* _WHAT YOU SHOULD DO_
The records that follow must all be duplicated exactly.

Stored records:
• • • • • • •
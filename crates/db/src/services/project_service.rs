//! Record service for projects.

use chrono::Utc;
use ladrillo_core::error::CoreError;
use ladrillo_core::project::{CreateProject, Project, ProjectDraft, UpdateProject};
use ladrillo_core::types::Id;
use uuid::Uuid;

use super::{ServiceError, ServiceResult};
use crate::ordering::Ordering;
use crate::pagination::Page;
use crate::repositories::project_repo::{ProjectFilter, ProjectOrder};
use crate::repositories::{ProjectRepo, UnitRepo};
use crate::DbPool;

pub struct ProjectService;

impl ProjectService {
    /// Validate and persist a new project.
    pub async fn create(pool: &DbPool, input: CreateProject) -> ServiceResult<Project> {
        let draft = ProjectDraft::from(input)
            .validated()
            .map_err(CoreError::Validation)?;
        let project = draft.into_project(Uuid::new_v4(), Utc::now());
        ProjectRepo::insert(pool, &project).await?;
        tracing::debug!(id = %project.id, "project created");
        Ok(project)
    }

    /// Absence is a value here; callers decide how to surface it.
    pub async fn get(pool: &DbPool, id: Id) -> ServiceResult<Option<Project>> {
        Ok(ProjectRepo::find_by_id(pool, id).await?)
    }

    /// Full replace: the payload is re-validated as a complete field set.
    pub async fn update(pool: &DbPool, id: Id, input: CreateProject) -> ServiceResult<Project> {
        let existing = ProjectRepo::find_by_id(pool, id)
            .await?
            .ok_or_else(|| ServiceError::not_found("Project", id))?;
        let draft = ProjectDraft::from(input)
            .validated()
            .map_err(CoreError::Validation)?;
        let project = draft.into_project(existing.id, existing.created_at);
        if !ProjectRepo::update(pool, &project).await? {
            return Err(ServiceError::not_found("Project", id));
        }
        Ok(project)
    }

    /// Merge supplied keys over the existing record, then re-run full
    /// validation against the merged result.
    pub async fn partial_update(
        pool: &DbPool,
        id: Id,
        patch: UpdateProject,
    ) -> ServiceResult<Project> {
        let existing = ProjectRepo::find_by_id(pool, id)
            .await?
            .ok_or_else(|| ServiceError::not_found("Project", id))?;
        let draft = existing
            .draft()
            .apply(patch)
            .validated()
            .map_err(CoreError::Validation)?;
        let project = draft.into_project(existing.id, existing.created_at);
        if !ProjectRepo::update(pool, &project).await? {
            return Err(ServiceError::not_found("Project", id));
        }
        Ok(project)
    }

    /// Delete the project and all of its units in one transaction.
    /// Returns `false` if the project does not exist.
    pub async fn delete(pool: &DbPool, id: Id) -> ServiceResult<bool> {
        let mut tx = pool.begin().await?;
        let removed_units = UnitRepo::delete_by_project(&mut *tx, id).await?;
        let deleted = ProjectRepo::delete(&mut *tx, id).await?;
        tx.commit().await?;
        if deleted {
            tracing::info!(%id, removed_units, "project deleted");
        }
        Ok(deleted)
    }

    /// Pure pass-through to the repository; no validation involved.
    pub async fn list(
        pool: &DbPool,
        filter: &ProjectFilter,
        order: Ordering<ProjectOrder>,
        page: Page,
    ) -> ServiceResult<Vec<Project>> {
        Ok(ProjectRepo::list(pool, filter, order, page).await?)
    }
}
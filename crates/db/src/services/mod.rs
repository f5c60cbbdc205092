//! Record services: one per entity, orchestrating validation, reference
//! checks, and persistence.
//!
//! Every service call is a stateless unit of work over the pool. Validation
//! failures are returned before anything touches storage; driver-level
//! unique violations are caught here and re-shaped into the same
//! field-keyed error contract, so callers never need to distinguish error
//! origin.

pub mod customer_service;
pub mod project_service;
pub mod unit_service;

pub use customer_service::CustomerService;
pub use project_service::ProjectService;
pub use unit_service::UnitService;

use ladrillo_core::error::{CoreError, ValidationErrors};
use ladrillo_core::types::Id;

#[derive(Debug, thiserror::Error)]
pub enum ServiceError {
    /// A domain-level error (not found, validation).
    #[error(transparent)]
    Core(#[from] CoreError),

    /// A database error from sqlx.
    #[error("database error: {0}")]
    Database(#[from] sqlx::Error),
}

pub type ServiceResult<T> = Result<T, ServiceError>;

impl ServiceError {
    pub fn validation(errors: ValidationErrors) -> Self {
        CoreError::Validation(errors).into()
    }

    pub fn not_found(entity: &'static str, id: Id) -> Self {
        CoreError::NotFound { entity, id }.into()
    }
}

/// Map a driver unique-violation on the `customers` table back to the
/// conflicting field name. SQLite reports the violated column, not the
/// index name, in the error message ("UNIQUE constraint failed:
/// customers.rut"), and the sqlite driver exposes no `constraint()`
/// accessor, so the column-qualified message is the only signal.
fn customer_unique_violation(error: &sqlx::Error) -> Option<&'static str> {
    let db_err = match error {
        sqlx::Error::Database(db_err) => db_err,
        _ => return None,
    };
    if !db_err.is_unique_violation() {
        return None;
    }
    let message = db_err.message();
    if message.contains("customers.rut") {
        Some("rut")
    } else if message.contains("customers.email") {
        Some("email")
    } else {
        None
    }
}

/// Translate a unique violation into the validation error contract, or
/// pass the error through untouched.
fn map_customer_constraint(error: sqlx::Error) -> ServiceError {
    match customer_unique_violation(&error) {
        Some(field) => ServiceError::validation(ValidationErrors::single(
            field,
            format!("a customer with this {field} already exists"),
        )),
        None => ServiceError::Database(error),
    }
}
//! HTTP surface for the ladrillo backend.

pub mod config;
pub mod error;
pub mod handlers;
pub mod routes;
pub mod state;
• • • • • • •
* _ANSWER BOX_
filename crates/db/src/services/project_service.rs
//! Record service for projects.

use chrono::Utc;
use ladrillo_core::error::CoreError;
use ladrillo_core::project::{CreateProject, Project, ProjectDraft, UpdateProject};
use ladrillo_core::types::Id;
use uuid::Uuid;

use super::{ServiceError, ServiceResult};
use crate::ordering::Ordering;
use crate::pagination::Page;
use crate::repositories::project_repo::{ProjectFilter, ProjectOrder};
use crate::repositories::{ProjectRepo, UnitRepo};
use crate::DbPool;

pub struct ProjectService;

impl ProjectService {
    /// Validate and persist a new project.
    pub async fn create(pool: &DbPool, input: CreateProject) -> ServiceResult<Project> {
        let draft = ProjectDraft::from(input)
            .validated()
            .map_err(CoreError::Validation)?;
        let project = draft.into_project(Uuid::new_v4(), Utc::now());
        ProjectRepo::insert(pool, &project).await?;
        tracing::debug!(id = %project.id, "project created");
        Ok(project)
    }

    /// Absence is a value here; callers decide how to surface it.
    pub async fn get(pool: &DbPool, id: Id) -> ServiceResult<Option<Project>> {
        Ok(ProjectRepo::find_by_id(pool, id).await?)
    }

    /// Full replace: the payload is re-validated as a complete field set.
    pub async fn update(pool: &DbPool, id: Id, input: CreateProject) -> ServiceResult<Project> {
        let existing = ProjectRepo::find_by_id(pool, id)
            .await?
            .ok_or_else(|| ServiceError::not_found("Project", id))?;
        let draft = ProjectDraft::from(input)
            .validated()
            .map_err(CoreError::Validation)?;
        let project = draft.into_project(existing.id, existing.created_at);
        if !ProjectRepo::update(pool, &project).await? {
            return Err(ServiceError::not_found("Project", id));
        }
        Ok(project)
    }

    /// Merge supplied keys over the existing record, then re-run full
    /// validation against the merged result.
    pub async fn partial_update(
        pool: &DbPool,
        id: Id,
        patch: UpdateProject,
    ) -> ServiceResult<Project> {
        let existing = ProjectRepo::find_by_id(pool, id)
            .await?
            .ok_or_else(|| ServiceError::not_found("Project", id))?;
        let draft = existing
            .draft()
            .apply(patch)
            .validated()
            .map_err(CoreError::Validation)?;
        let project = draft.into_project(existing.id, existing.created_at);
        if !ProjectRepo::update(pool, &project).await? {
            return Err(ServiceError::not_found("Project", id));
        }
        Ok(project)
    }

    /// Delete the project and all of its units in one transaction.
    /// Returns `false` if the project does not exist.
    pub async fn delete(pool: &DbPool, id: Id) -> ServiceResult<bool> {
        let mut tx = pool.begin().await?;
        let removed_units = UnitRepo::delete_by_project(&mut *tx, id).await?;
        let deleted = ProjectRepo::delete(&mut *tx, id).await?;
        tx.commit().await?;
        if deleted {
            tracing::info!(%id, removed_units, "project deleted");
        }
        Ok(deleted)
    }

    /// Pure pass-through to the repository; no validation involved.
    pub async fn list(
        pool: &DbPool,
        filter: &ProjectFilter,
        order: Ordering<ProjectOrder>,
        page: Page,
    ) -> ServiceResult<Vec<Project>> {
        Ok(ProjectRepo::list(pool, filter, order, page).await?)
    }
}
filename crates/db/src/services/mod.rs
repository f5c60cbbdc205092
//! Record services: one per entity, orchestrating validation, reference
//! checks, and persistence.
//!
//! Every service call is a stateless unit of work over the pool. Validation
//! failures are returned before anything touches storage; driver-level
//! unique violations are caught here and re-shaped into the same
//! field-keyed error contract, so callers never need to distinguish error
//! origin.

pub mod customer_service;
pub mod project_service;
pub mod unit_service;

pub use customer_service::CustomerService;
pub use project_service::ProjectService;
pub use unit_service::UnitService;

use ladrillo_core::error::{CoreError, ValidationErrors};
use ladrillo_core::types::Id;

#[derive(Debug, thiserror::Error)]
pub enum ServiceError {
    /// A domain-level error (not found, validation).
    #[error(transparent)]
    Core(#[from] CoreError),

    /// A database error from sqlx.
    #[error("database error: {0}")]
    Database(#[from] sqlx::Error),
}

pub type ServiceResult<T> = Result<T, ServiceError>;

impl ServiceError {
    pub fn validation(errors: ValidationErrors) -> Self {
        CoreError::Validation(errors).into()
    }

    pub fn not_found(entity: &'static str, id: Id) -> Self {
        CoreError::NotFound { entity, id }.into()
    }
}

/// Map a driver unique-violation on the `customers` table back to the
/// conflicting field name. SQLite reports the violated column, not the
/// index name, in the error message ("UNIQUE constraint failed:
/// customers.rut"), and the sqlite driver exposes no `constraint()`
/// accessor, so the column-qualified message is the only signal.
fn customer_unique_violation(error: &sqlx::Error) -> Option<&'static str> {
    let db_err = match error {
        sqlx::Error::Database(db_err) => db_err,
        _ => return None,
    };
    if !db_err.is_unique_violation() {
        return None;
    }
    let message = db_err.message();
    if message.contains("customers.rut") {
        Some("rut")
    } else if message.contains("customers.email") {
        Some("email")
    } else {
        None
    }
}

/// Translate a unique violation into the validation error contract, or
/// pass the error through untouched.
fn map_customer_constraint(error: sqlx::Error) -> ServiceError {
    match customer_unique_violation(&error) {
        Some(field) => ServiceError::validation(ValidationErrors::single(
            field,
            format!("a customer with this {field} already exists"),
        )),
        None => ServiceError::Database(error),
    }
}
//! HTTP surface for the ladrillo backend.

pub mod config;
pub mod error;
pub mod handlers;
pub mod routes;
pub mod state;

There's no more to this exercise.